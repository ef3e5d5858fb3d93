//! Shared types for vSphere REST reconciliation.

use crate::error::{VmwareError, VmwareResult};

use serde::{Deserialize, Serialize};
use serde_json::{Map, Value};
use std::path::PathBuf;
use std::time::Duration;

// ━━━━━━━━━━━━━━━━━━━━━━━━━━━━━━━━━━━━━━━━━━━━━━━━━━━━━━━━━━━━━━━━━━
//  Connection / Config
// ━━━━━━━━━━━━━━━━━━━━━━━━━━━━━━━━━━━━━━━━━━━━━━━━━━━━━━━━━━━━━━━━━━

pub const ENV_HOST: &str = "VMWARE_HOST";
pub const ENV_USER: &str = "VMWARE_USER";
pub const ENV_PASSWORD: &str = "VMWARE_PASSWORD";
pub const ENV_VALIDATE_CERTS: &str = "VMWARE_VALIDATE_CERTS";
pub const ENV_LOG_FILE: &str = "VMWARE_REST_LOG_FILE";
pub const ENV_SESSION_TIMEOUT: &str = "VMWARE_SESSION_TIMEOUT";

/// Default end-to-end timeout for one HTTP exchange.
pub const DEFAULT_SESSION_TIMEOUT_SECS: f64 = 300.0;

/// Connection parameters for a vCenter.
///
/// Accepts both the short field names and the `vcenter_*` names used by task
/// parameters.
#[derive(Debug, Clone, Serialize, Deserialize)]
pub struct ConnectionConfig {
    /// vCenter hostname / IP (e.g. "vcenter.lab.local")
    #[serde(default, alias = "vcenter_hostname")]
    pub hostname: String,
    /// Port (default 443)
    #[serde(default = "default_port")]
    pub port: u16,
    /// Username (e.g. "administrator@vsphere.local")
    #[serde(default, alias = "vcenter_username")]
    pub username: String,
    /// Password
    #[serde(default, alias = "vcenter_password")]
    pub password: String,
    /// Verify the server TLS certificate (default true)
    #[serde(default, alias = "vcenter_validate_certs")]
    pub validate_certs: Option<bool>,
    /// Where the host records HTTP interactions, if anywhere
    #[serde(default, alias = "vcenter_rest_log_file")]
    pub log_file: Option<PathBuf>,
    /// Seconds allowed for connect + send + receive of one request
    #[serde(default)]
    pub session_timeout: Option<f64>,
}

fn default_port() -> u16 { 443 }

impl Default for ConnectionConfig {
    fn default() -> Self {
        Self {
            hostname: String::new(),
            port: 443,
            username: String::new(),
            password: String::new(),
            validate_certs: None,
            log_file: None,
            session_timeout: None,
        }
    }
}

impl ConnectionConfig {
    /// Build a config purely from the `VMWARE_*` environment variables.
    pub fn from_env() -> VmwareResult<Self> {
        Self::default().with_env_fallback()
    }

    /// Fill every unset field from its `VMWARE_*` environment variable.
    pub fn with_env_fallback(self) -> VmwareResult<Self> {
        self.with_fallback(|key| std::env::var(key).ok())
    }

    /// Fill every unset field from `lookup`. Values already present win.
    pub fn with_fallback<F>(mut self, lookup: F) -> VmwareResult<Self>
    where
        F: Fn(&str) -> Option<String>,
    {
        if self.hostname.is_empty() {
            self.hostname = lookup(ENV_HOST).unwrap_or_default();
        }
        if self.username.is_empty() {
            self.username = lookup(ENV_USER).unwrap_or_default();
        }
        if self.password.is_empty() {
            self.password = lookup(ENV_PASSWORD).unwrap_or_default();
        }
        if self.validate_certs.is_none() {
            if let Some(raw) = lookup(ENV_VALIDATE_CERTS) {
                let flag = parse_bool(&raw).ok_or_else(|| {
                    VmwareError::configuration(format!("{ENV_VALIDATE_CERTS} is not a boolean: {raw}"))
                })?;
                self.validate_certs = Some(flag);
            }
        }
        if self.log_file.is_none() {
            self.log_file = lookup(ENV_LOG_FILE).map(PathBuf::from);
        }
        if self.session_timeout.is_none() {
            if let Some(raw) = lookup(ENV_SESSION_TIMEOUT) {
                let secs = raw.trim().parse::<f64>().map_err(|_| {
                    VmwareError::configuration(format!("{ENV_SESSION_TIMEOUT} is not a number: {raw}"))
                })?;
                self.session_timeout = Some(secs);
            }
        }
        Ok(self)
    }

    /// Reject configs that cannot possibly open a session.
    pub fn validate(&self) -> VmwareResult<()> {
        if self.hostname.trim().is_empty() {
            return Err(VmwareError::configuration("vcenter_hostname cannot be empty"));
        }
        if self.username.is_empty() {
            return Err(VmwareError::configuration("vcenter_username cannot be empty"));
        }
        if self.password.is_empty() {
            return Err(VmwareError::configuration("vcenter_password cannot be empty"));
        }
        self.timeout()?;
        Ok(())
    }

    /// Whether the server certificate must be trusted.
    pub fn verifies_certs(&self) -> bool {
        self.validate_certs.unwrap_or(true)
    }

    /// End-to-end timeout applied to every request. Must be a positive
    /// number of seconds that fits in a `Duration`.
    pub fn timeout(&self) -> VmwareResult<Duration> {
        let secs = self.session_timeout.unwrap_or(DEFAULT_SESSION_TIMEOUT_SECS);
        if secs <= 0.0 {
            return Err(invalid_timeout(secs));
        }
        Duration::try_from_secs_f64(secs).map_err(|_| invalid_timeout(secs))
    }
}

fn invalid_timeout(secs: f64) -> VmwareError {
    VmwareError::configuration(format!(
        "session_timeout must be a positive number of seconds, got {secs}"
    ))
}

// Accepted boolean spellings.
fn parse_bool(raw: &str) -> Option<bool> {
    match raw.trim().to_ascii_lowercase().as_str() {
        "1" | "true" | "yes" | "on" | "y" | "t" => Some(true),
        "0" | "false" | "no" | "off" | "n" | "f" => Some(false),
        _ => None,
    }
}

/// Same as `ConnectionConfig` but without the password.
#[derive(Debug, Clone, Serialize, Deserialize)]
pub struct ConnectionConfigSafe {
    pub hostname: String,
    pub port: u16,
    pub username: String,
    pub validate_certs: bool,
}

// ━━━━━━━━━━━━━━━━━━━━━━━━━━━━━━━━━━━━━━━━━━━━━━━━━━━━━━━━━━━━━━━━━━
//  Session
// ━━━━━━━━━━━━━━━━━━━━━━━━━━━━━━━━━━━━━━━━━━━━━━━━━━━━━━━━━━━━━━━━━━

/// Tracks an active vSphere API session.
#[derive(Debug, Clone, Serialize, Deserialize)]
pub struct VsphereSession {
    pub hostname: String,
    pub username: String,
    pub session_id: String,
    pub connected_at: String,
}

// ━━━━━━━━━━━━━━━━━━━━━━━━━━━━━━━━━━━━━━━━━━━━━━━━━━━━━━━━━━━━━━━━━━
//  Desired / Observed state
// ━━━━━━━━━━━━━━━━━━━━━━━━━━━━━━━━━━━━━━━━━━━━━━━━━━━━━━━━━━━━━━━━━━

/// Whether the target object should exist after reconciliation.
#[derive(Debug, Clone, Copy, Serialize, Deserialize, PartialEq, Eq, Default)]
#[serde(rename_all = "lowercase")]
pub enum DesiredMode {
    #[default]
    Present,
    Absent,
}

/// Caller-supplied field values.
///
/// A missing key and an explicit `null` both mean "not supplied"; `false`,
/// `0` and `""` are supplied values.
#[derive(Debug, Clone, Default, PartialEq, Serialize, Deserialize)]
#[serde(transparent)]
pub struct DesiredState(Map<String, Value>);

impl DesiredState {
    pub fn new() -> Self {
        Self(Map::new())
    }

    /// Serialize typed parameters into a desired state.
    pub fn from_params<P: Serialize>(params: &P) -> VmwareResult<Self> {
        match serde_json::to_value(params)? {
            Value::Object(map) => Ok(Self(map)),
            other => Err(VmwareError::parse(format!(
                "parameters must serialize to an object, got {other}"
            ))),
        }
    }

    /// Supplied value for `field`, treating `null` as absent.
    pub fn get(&self, field: &str) -> Option<&Value> {
        self.0.get(field).filter(|v| !v.is_null())
    }

    pub fn get_str(&self, field: &str) -> Option<&str> {
        self.get(field).and_then(Value::as_str)
    }

    pub fn is_supplied(&self, field: &str) -> bool {
        self.get(field).is_some()
    }

    pub fn insert(&mut self, field: impl Into<String>, value: Value) {
        self.0.insert(field.into(), value);
    }

    pub fn with(mut self, field: impl Into<String>, value: Value) -> Self {
        self.insert(field, value);
        self
    }
}

impl From<Map<String, Value>> for DesiredState {
    fn from(map: Map<String, Value>) -> Self {
        Self(map)
    }
}

/// Uniform outcome of one reconciliation.
#[derive(Debug, Clone, PartialEq, Serialize)]
pub struct OperationResult {
    /// Server-assigned moid, when the object is known
    #[serde(skip_serializing_if = "Option::is_none")]
    pub id: Option<String>,
    pub value: Value,
    pub changed: bool,
    /// HTTP status of the last request, for diagnostics
    #[serde(skip)]
    pub status: Option<u16>,
}

impl OperationResult {
    pub fn unchanged(id: Option<String>, value: Value, status: Option<u16>) -> Self {
        Self { id, value, changed: false, status }
    }
}

#[cfg(test)]
mod tests {
    use super::*;
    use serde_json::json;
    use std::collections::HashMap;

    fn env(pairs: &[(&str, &str)]) -> impl Fn(&str) -> Option<String> {
        let map: HashMap<String, String> = pairs
            .iter()
            .map(|(k, v)| (k.to_string(), v.to_string()))
            .collect();
        move |key| map.get(key).cloned()
    }

    #[test]
    fn fallback_fills_missing_fields_only() {
        let cfg = ConnectionConfig {
            hostname: "vc.task.local".into(),
            ..Default::default()
        }
        .with_fallback(env(&[
            (ENV_HOST, "vc.env.local"),
            (ENV_USER, "admin"),
            (ENV_PASSWORD, "secret"),
            (ENV_VALIDATE_CERTS, "no"),
            (ENV_SESSION_TIMEOUT, "12.5"),
        ]))
        .unwrap();

        assert_eq!(cfg.hostname, "vc.task.local");
        assert_eq!(cfg.username, "admin");
        assert_eq!(cfg.password, "secret");
        assert!(!cfg.verifies_certs());
        assert_eq!(cfg.timeout().unwrap(), Duration::from_millis(12_500));
        cfg.validate().unwrap();
    }

    #[test]
    fn invalid_timeout_env_is_a_configuration_error() {
        let err = ConnectionConfig::default()
            .with_fallback(env(&[(ENV_SESSION_TIMEOUT, "soon")]))
            .unwrap_err();
        assert_eq!(err.kind, crate::error::VmwareErrorKind::ConfigurationError);
    }

    #[test]
    fn oversized_timeout_is_a_configuration_error() {
        let cfg = ConnectionConfig {
            hostname: "vc".into(),
            username: "admin".into(),
            password: "secret".into(),
            ..Default::default()
        }
        .with_fallback(env(&[(ENV_SESSION_TIMEOUT, "1e300")]))
        .unwrap();

        let err = cfg.validate().unwrap_err();
        assert_eq!(err.kind, crate::error::VmwareErrorKind::ConfigurationError);
        assert!(err.message.contains("session_timeout"));
        assert!(cfg.timeout().is_err());
    }

    #[test]
    fn non_positive_or_nan_timeout_is_rejected() {
        for secs in [0.0, -5.0, f64::NAN, f64::INFINITY] {
            let cfg = ConnectionConfig {
                session_timeout: Some(secs),
                ..Default::default()
            };
            assert!(cfg.timeout().is_err(), "timeout {secs}");
        }
    }

    #[test]
    fn validate_rejects_empty_credentials() {
        let cfg = ConnectionConfig {
            hostname: "vc".into(),
            username: "admin".into(),
            ..Default::default()
        };
        let err = cfg.validate().unwrap_err();
        assert!(err.message.contains("vcenter_password"));
    }

    #[test]
    fn config_accepts_task_parameter_names() {
        let cfg: ConnectionConfig = serde_json::from_value(json!({
            "vcenter_hostname": "vc",
            "vcenter_username": "u",
            "vcenter_password": "p",
            "vcenter_validate_certs": false,
            "session_timeout": 30.0
        }))
        .unwrap();
        assert_eq!(cfg.hostname, "vc");
        assert!(!cfg.verifies_certs());
        assert_eq!(cfg.port, 443);
        assert_eq!(cfg.timeout().unwrap(), Duration::from_secs(30));
    }

    #[test]
    fn task_validate_certs_wins_over_env() {
        let cfg = ConnectionConfig {
            validate_certs: Some(true),
            ..Default::default()
        }
        .with_fallback(env(&[(ENV_VALIDATE_CERTS, "false")]))
        .unwrap();
        assert!(cfg.verifies_certs());
    }

    #[test]
    fn default_timeout_is_five_minutes() {
        let cfg = ConnectionConfig::default();
        assert_eq!(cfg.timeout().unwrap(), Duration::from_secs(300));
        assert!(cfg.verifies_certs());
    }

    #[test]
    fn null_is_not_supplied_but_false_is() {
        let state = DesiredState::new()
            .with("name", Value::Null)
            .with("expandable", json!(false))
            .with("limit", json!(0));
        assert!(!state.is_supplied("name"));
        assert_eq!(state.get("expandable"), Some(&json!(false)));
        assert_eq!(state.get("limit"), Some(&json!(0)));
    }
}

• EXERCISE DESCRIPTION: All lines of the listing that contain the word "PartialEq" should be copied out.

• RESPONSE TO THIS EXERCISE:
#[derive(Debug, Clone, Copy, Serialize, Deserialize, PartialEq, Eq, Default)]
#[derive(Debug, Clone, Default, PartialEq, Serialize, Deserialize)]
#[derive(Debug, Clone, PartialEq, Serialize)]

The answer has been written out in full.